Both methods are plagued by specific accuracy issues. Photometric calibrations, or the infrared flux method (IRFM), are mainly sensitive to the accuracy of the photometry available, to the details of the calibration process, and to uncertainties in the interstellar reddening estimates. On the other hand, Hα fitting is mainly sensitive to both the uncertainty in the continuum normalization across the broad line wings, and the choice of the broadening theory applied in the line synthesis (see Sect. 4.1).

In this paper, we considered four temperature estimators:

• temperatures derived from H α-wing fitting, using 1D atmosphere models and spectrosynthesis, self broadening being treated according to Barklem et al. (2000a, b) and Starkbroadening according to Stehlé & Hutcheon (1999) (we will henceforth refer tothese temperatures as “BA temperatures”, or the “BAtemperature scale”);

• same as BA, but using the Ali & Griem (1966) self-broadening theory (ALI temperatures);

• temperatures derived from H α-wing fitting, using 3D model atmospheres and spectrosynthesis, Barklem et al. (2000a, b) self broadening and Stehlé & Hutcheon (1999) Stark broadening (3D temperatures, for all H α derived temperatures see Sect.  4.1);

• temperature derived with the infrared flux method (see Sect.  4.2; as well as González Hernández & Bonifacio 2009 , IRFM temperatures).

4.1. Fitting of the Hα wings

Temperature scales based on Hα-wing fitting are affected by both observational and theoretical issues.
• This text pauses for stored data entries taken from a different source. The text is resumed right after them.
//! Studio session error types.

/// Why a session transition was refused.
#[derive(Debug, Clone, PartialEq, Eq, Hash, PartialOrd, Ord, derive_more::Display)]
pub enum SessionErrorKind {
    /// Operation is not allowed from the current step
    #[display("Cannot {} while in the {} step", operation, step)]
    WrongStep {
        /// Operation that was attempted
        operation: &'static str,
        /// Step the session was in
        step: String,
    },
    /// Topic index outside the recommended list
    #[display("Topic {} is out of range ({} available)", index, available)]
    TopicOutOfRange {
        /// Requested index
        index: usize,
        /// Number of topics on offer
        available: usize,
    },
}

/// Session error with location tracking.
///
/// # Examples
///
/// ```
/// use storyteller_error::{SessionError, SessionErrorKind};
///
/// let err = SessionError::new(SessionErrorKind::TopicOutOfRange { index: 7, available: 4 });
/// assert!(format!("{}", err).contains("4 available"));
/// ```
#[derive(Debug, Clone, derive_more::Display, derive_more::Error)]
#[display("Session Error: {} at line {} in {}", kind, line, file)]
pub struct SessionError {
    /// The kind of error that occurred
    pub kind: SessionErrorKind,
    /// Line number where error was created
    pub line: u32,
    /// File where error was created
    pub file: &'static str,
}

impl SessionError {
    /// Create a new session error with automatic location tracking.
    #[track_caller]
    pub fn new(kind: SessionErrorKind) -> Self {
        let location = std::panic::Location::caller();
        Self {
            kind,
            line: location.line(),
            file: location.file(),
        }
    }
}
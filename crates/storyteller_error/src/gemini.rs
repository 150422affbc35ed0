//! Gemini-specific error types.

/// Gemini-specific error conditions.
#[derive(Debug, Clone, PartialEq, Eq, Hash, PartialOrd, Ord, derive_more::Display)]
pub enum GeminiErrorKind {
    /// Failed to create the HTTP client
    #[display("Failed to create Gemini client: {}", _0)]
    ClientCreation(String),
    /// Request never produced an HTTP response (DNS, TLS, connection reset)
    #[display("Gemini API request failed: {}", _0)]
    ApiRequest(String),
    /// HTTP error with status code and message
    #[display("HTTP {} error: {}", status_code, message)]
    HttpError {
        /// HTTP status code
        status_code: u16,
        /// Error message
        message: String,
    },
    /// Response body was not a `generateContent` envelope
    #[display("Invalid response envelope: {}", _0)]
    InvalidEnvelope(String),
}

/// Gemini error with source location tracking.
///
/// # Examples
///
/// ```
/// use storyteller_error::{GeminiError, GeminiErrorKind};
///
/// let err = GeminiError::new(GeminiErrorKind::HttpError {
///     status_code: 503,
///     message: "overloaded".to_string(),
/// });
/// assert!(format!("{}", err).contains("HTTP 503"));
/// ```
#[derive(Debug, Clone, derive_more::Display, derive_more::Error)]
#[display("Gemini Error: {} at line {} in {}", kind, line, file)]
pub struct GeminiError {
    /// The kind of error that occurred
    pub kind: GeminiErrorKind,
    /// Line number where error was created
    pub line: u32,
    /// File where error was created
    pub file: &'static str,
}

impl GeminiError {
    /// Create a new GeminiError with automatic location tracking.
    #[track_caller]
    pub fn new(kind: GeminiErrorKind) -> Self {
        let location = std::panic::Location::caller();
        Self {
            kind,
            line: location.line(),
            file: location.file(),
        }
    }

    /// HTTP status code, when the provider answered at all.
    pub fn status_code(&self) -> Option<u16> {
        match &self.kind {
            GeminiErrorKind::HttpError { status_code, .. } => Some(*status_code),
            _ => None,
        }
    }
}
Most high-resolution spectrographs use echelle gratings operating in high orders, which exhibit a steep blaze function. The continuum placement is thus sensitive to the accuracy with which the shape of the grating blaze function can be estimated. Such uncertainties are irrelevant when studying narrow lines observed at high resolution, but are important when a broad feature such as Hα is considered. More generally, the precision of continuum placement and of the determination of the Hα wing shape are affected by noise as well as by the possible presence of weak unrecognized features (less of a problem for metal-poor stars). Among these, the blaze function shape likely introduces the largest uncertainty.
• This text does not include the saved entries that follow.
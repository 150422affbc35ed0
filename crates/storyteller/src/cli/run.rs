//! Pipeline command handlers.

use std::io::{BufRead, IsTerminal, Write};
use std::path::{Path, PathBuf};

use storyteller::{
    ConfigError, FileSystemStore, GeminiClient, GenerationError, GenerationErrorKind,
    ScriptPipeline, StorageError, StorageErrorKind, StorytellerConfig, StorytellerError,
    StorytellerResult, StudioSession,
};
use tracing::{info, instrument, warn};

use super::key::normalize_key;
use super::render::{render_analysis, render_json, render_script, render_topics};
use super::{ExportFormat, OutputFormat};

/// The pipeline the binary runs: Gemini over the file-backed credential store.
pub type GeminiPipeline = ScriptPipeline<GeminiClient, FileSystemStore>;

const KEY_HINT: &str =
    "API 키가 필요합니다: `storyteller key set <KEY> --remember` 또는 --api-key 를 사용하세요.";

/// Load configuration from `path`, or from the standard layers.
pub fn load_config(path: Option<&Path>) -> StorytellerResult<StorytellerConfig> {
    match path {
        Some(path) => StorytellerConfig::from_file(path),
        None => StorytellerConfig::load(),
    }
}

/// Build the pipeline described by `config`.
#[instrument(skip(config), fields(model = %config.model().name()))]
pub fn build_pipeline(config: &StorytellerConfig) -> StorytellerResult<GeminiPipeline> {
    let store = FileSystemStore::new(config.credential_dir()?)?;
    let client = GeminiClient::with_base_url(config.model().api_base_url())?;
    Ok(ScriptPipeline::new(client, store, config.model().name()))
}

/// Handle `storyteller analyze`.
pub async fn run_analyze(pipeline: &GeminiPipeline, format: OutputFormat) -> StorytellerResult<()> {
    let outcome = pipeline.analyze_trends().await;

    match format {
        OutputFormat::Human => print!("{}", render_analysis(&outcome)),
        OutputFormat::Json => println!("{}", render_json(outcome.analysis())?),
    }
    if outcome.needs_credential() {
        eprintln!("{KEY_HINT}");
    }
    Ok(())
}

/// Handle `storyteller topics`.
pub async fn run_topics(pipeline: &GeminiPipeline, format: OutputFormat) -> StorytellerResult<()> {
    let topics = pipeline.recommend_topics().await;

    match format {
        OutputFormat::Human if topics.is_empty() => {
            eprintln!("{}", storyteller::TOPICS_FAILED_MESSAGE)
        }
        OutputFormat::Human => print!("{}", render_topics(&topics)),
        OutputFormat::Json => println!("{}", render_json(&topics)?),
    }
    Ok(())
}

/// Handle `storyteller run`.
#[instrument(skip(pipeline))]
pub async fn run_studio(
    pipeline: GeminiPipeline,
    topic: Option<u64>,
    out: Option<PathBuf>,
    format: ExportFormat,
) -> StorytellerResult<()> {
    let mut session = StudioSession::new(pipeline);

    session.start().await?;
    if session.needs_credential() {
        ask_for_credential(&mut session).await?;
    }
    if let Some(analysis) = session.analysis() {
        eprint!("{}", render_analysis(analysis));
    }

    let topics = session.request_topics().await?;
    if topics.is_empty() {
        eprintln!("{}", session.error().unwrap_or(storyteller::TOPICS_FAILED_MESSAGE));
        return Ok(());
    }
    eprint!("{}", render_topics(topics));

    let index = match topic {
        Some(number) => usize::try_from(number - 1).unwrap_or(usize::MAX),
        None => choose_topic(topics.len()).ok_or_else(|| {
            ConfigError::new("No topic selected; pass --topic <N> when not running interactively")
        })?,
    };

    eprintln!("대본을 생성하는 중입니다...");
    let generated = session.select_topic(index).await.map(|_| ());
    if let Err(e) = generated {
        if let Some(message) = session.error() {
            eprintln!("{message}");
        }
        return Err(e);
    }
    let Some(script) = session.script() else {
        return Ok(());
    };
    info!(chars = script.script_length(), "Script ready");

    let rendered = render_script(script, format)?;
    match out {
        Some(path) => {
            std::fs::write(&path, rendered).map_err(|e| {
                StorageError::new(StorageErrorKind::FileWrite(format!(
                    "{}: {}",
                    path.display(),
                    e
                )))
            })?;
            eprintln!("Script saved to {}", path.display());
        }
        None => print!("{rendered}"),
    }
    Ok(())
}

async fn ask_for_credential(
    session: &mut StudioSession<GeminiClient, FileSystemStore>,
) -> StorytellerResult<()> {
    if let Some(message) = session.error() {
        eprintln!("{message}");
    }

    let Some(raw) = prompt_line("Gemini API key: ") else {
        eprintln!("{KEY_HINT}");
        return Err(credential_failure(session));
    };
    let key = normalize_key(&raw)?;
    let remember = prompt_line("이 키를 저장할까요? [y/N]: ")
        .is_some_and(|answer| matches!(answer.trim(), "y" | "Y" | "yes"));

    session.submit_credential(&key, remember).await?;
    if session.needs_credential() {
        return Err(credential_failure(session));
    }
    Ok(())
}

fn credential_failure(session: &StudioSession<GeminiClient, FileSystemStore>) -> StorytellerError {
    let kind = session
        .analysis()
        .and_then(|outcome| outcome.degraded_by().clone())
        .unwrap_or(GenerationErrorKind::MissingCredential);
    GenerationError::new(kind).into()
}

fn choose_topic(count: usize) -> Option<usize> {
    loop {
        let line = prompt_line(&format!("주제 번호를 선택하세요 (1-{count}): "))?;
        match line.trim().parse::<usize>() {
            Ok(number) if (1..=count).contains(&number) => return Some(number - 1),
            _ => eprintln!("1부터 {count} 사이의 번호를 입력하세요."),
        }
    }
}

/// Read one line from an interactive stdin; `None` when not a terminal or at EOF.
fn prompt_line(prompt: &str) -> Option<String> {
    let stdin = std::io::stdin();
    if !stdin.is_terminal() {
        return None;
    }

    eprint!("{prompt}");
    let _ = std::io::stderr().flush();

    let mut line = String::new();
    match stdin.lock().read_line(&mut line) {
        Ok(0) => None,
        Ok(_) => Some(line),
        Err(e) => {
            warn!(error = %e, "Failed to read from stdin");
            None
        }
    }
}
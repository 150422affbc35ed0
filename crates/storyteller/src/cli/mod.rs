//! Command-line interface module.
//!
//! This module provides the CLI structure and command handlers for the storyteller binary.

mod commands;
mod key;
mod render;
mod run;

pub use commands::{Cli, Commands, ExportFormat, KeyCommands, OutputFormat};
pub use key::{handle_key_command, seed_session_key};
pub use run::{build_pipeline, load_config, run_analyze, run_studio, run_topics};
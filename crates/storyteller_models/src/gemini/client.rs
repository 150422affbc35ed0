//! Google Gemini REST client.
//!
//! Each call is a single `POST {base}/models/{model}:generateContent` carrying
//! the persona directive as `systemInstruction`, the task prompt as one user
//! turn, and a `generationConfig` that pins the output to JSON matching the
//! supplied schema.
//!
//! # Example
//!
//! ```no_run
//! use storyteller_models::GeminiClient;
//!
//! # fn main() -> Result<(), Box<dyn std::error::Error>> {
//! // Point at a proxy or mock server instead of Google
//! let client = GeminiClient::with_base_url("http://localhost:8080/v1beta")?;
//! # Ok(())
//! # }
//! ```

use std::time::Instant;

use async_trait::async_trait;
use tracing::{debug, instrument, warn};

use storyteller_core::{Credential, StructuredRequest, StructuredResponse};
use storyteller_error::{GeminiError, GeminiErrorKind, GenerationResult};
use storyteller_interface::StructuredDriver;

use super::GeminiResult;
use super::wire::{
    Content, ErrorEnvelope, GenerateContentRequest, GenerateContentResponse, GenerationConfig,
};

/// Public Gemini REST endpoint.
pub const DEFAULT_API_BASE_URL: &str = "https://generativelanguage.googleapis.com/v1beta";

const API_KEY_HEADER: &str = "x-goog-api-key";
const JSON_MIME_TYPE: &str = "application/json";

/// Client for Google's Gemini API.
///
/// Holds no credential; the caller passes one per request so that a key
/// entered mid-session is picked up by the next call.
#[derive(Debug, Clone)]
pub struct GeminiClient {
    http: reqwest::Client,
    base_url: String,
}

impl GeminiClient {
    /// Create a client for the public Gemini endpoint.
    ///
    /// # Errors
    ///
    /// Returns error if the HTTP client cannot be built (TLS backend failure).
    #[instrument(name = "gemini_client_new")]
    pub fn new() -> GeminiResult<Self> {
        Self::with_base_url(DEFAULT_API_BASE_URL)
    }

    /// Create a client for a custom base URL (e.g. `http://host/v1beta`).
    ///
    /// # Errors
    ///
    /// Returns error if the HTTP client cannot be built.
    pub fn with_base_url(base_url: impl Into<String>) -> GeminiResult<Self> {
        let base_url = base_url.into().trim_end_matches('/').to_string();

        let http = reqwest::Client::builder()
            .build()
            .map_err(|e| GeminiError::new(GeminiErrorKind::ClientCreation(e.to_string())))?;

        debug!(%base_url, "Created Gemini client");
        Ok(Self { http, base_url })
    }

    /// Base URL requests are sent to.
    pub fn base_url(&self) -> &str {
        &self.base_url
    }

    fn endpoint(&self, model: &str) -> String {
        format!("{}/{}:generateContent", self.base_url, model_path(model))
    }

    #[instrument(
        skip(self, credential, request),
        fields(
            model = %request.model(),
            prompt_len = request.prompt().len(),
        )
    )]
    async fn generate_internal(
        &self,
        credential: &Credential,
        request: &StructuredRequest,
    ) -> GeminiResult<StructuredResponse> {
        let body = GenerateContentRequest {
            contents: vec![Content::user(request.prompt())],
            system_instruction: Content::system(request.system_instruction()),
            generation_config: GenerationConfig {
                response_mime_type: JSON_MIME_TYPE,
                response_schema: request.response_schema(),
            },
        };

        let start = Instant::now();
        let response = self
            .http
            .post(self.endpoint(request.model()))
            .header(API_KEY_HEADER, credential.expose())
            .json(&body)
            .send()
            .await
            .map_err(|e| GeminiError::new(GeminiErrorKind::ApiRequest(e.to_string())))?;

        let status = response.status();
        let raw = response
            .text()
            .await
            .map_err(|e| GeminiError::new(GeminiErrorKind::ApiRequest(e.to_string())))?;

        if !status.is_success() {
            let message = error_message(&raw);
            warn!(status = status.as_u16(), %message, "Gemini API returned error");
            return Err(GeminiError::new(GeminiErrorKind::HttpError {
                status_code: status.as_u16(),
                message,
            }));
        }

        let envelope: GenerateContentResponse = serde_json::from_str(&raw)
            .map_err(|e| GeminiError::new(GeminiErrorKind::InvalidEnvelope(e.to_string())))?;

        if let Some(reason) = envelope.block_reason() {
            warn!(block_reason = reason, "Prompt was blocked");
        }

        let text = envelope.first_text();
        let finish_reason = envelope.finish_reason();
        debug!(
            duration_ms = start.elapsed().as_millis() as u64,
            text_len = text.as_ref().map(String::len).unwrap_or(0),
            finish_reason = ?finish_reason,
            "Gemini call complete"
        );

        Ok(StructuredResponse::new(text, finish_reason))
    }
}

#[async_trait]
impl StructuredDriver for GeminiClient {
    async fn generate_structured(
        &self,
        credential: &Credential,
        request: &StructuredRequest,
    ) -> GenerationResult<StructuredResponse> {
        self.generate_internal(credential, request)
            .await
            .map_err(Into::into)
    }

    fn provider_name(&self) -> &'static str {
        "gemini"
    }
}

/// Accepts both `gemini-2.0-flash` and `models/gemini-2.0-flash`.
fn model_path(model: &str) -> String {
    if model.starts_with("models/") {
        model.to_string()
    } else {
        format!("models/{model}")
    }
}

/// Provider message from an error envelope, or the raw body when it isn't one.
fn error_message(raw: &str) -> String {
    match serde_json::from_str::<ErrorEnvelope>(raw) {
        Ok(envelope) => match envelope.error.status {
            Some(status) if !envelope.error.message.contains(&status) => {
                format!("{} ({})", envelope.error.message, status)
            }
            _ => envelope.error.message,
        },
        Err(_) => raw.trim().to_string(),
    }
}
On the theoretical side, the uncertainties are due both to the atmosphere model structure and to the physics employed in the Hα synthesis. Hα-wing self broadening can be treated with different theories, most notably those of Ali & Griem (1966), Barklem et al. (2000a,b), and Allard et al. (2008). As a general rule, Ali & Griem (1966) theory leads to a significantly lower broadening coefficient with respect to the ones derived from Barklem et al. (2000a,b) and Allard et al. (2008). A significantly higher T_eff is required to reproduce a given observed profile when employing the Ali & Griem (1966) theory with respect to the other theories. With the typical parameters of the stars in our sample, and using our fitting procedure, employing Ali & Griem (1966) self broadening leads to derived T_eff estimates that are higher by about 150–200 K (a difference of about 0.1 dex in Li abundance) with respect to those derived by using the Barklem et al. (2000a,b) theory. The theory by Allard et al. (2008), on the other hand, leads to T_eff within a few tens of K of the T_eff estimates obtained when using the Barklem et al. (2000a,b) theory. We thus restricted ourselves to using the self-broadening theory of Barklem et al. (2000a,b) (in BA and 3D temperatures) and the Ali & Griem (1966) self-broadening theory (ALI temperatures).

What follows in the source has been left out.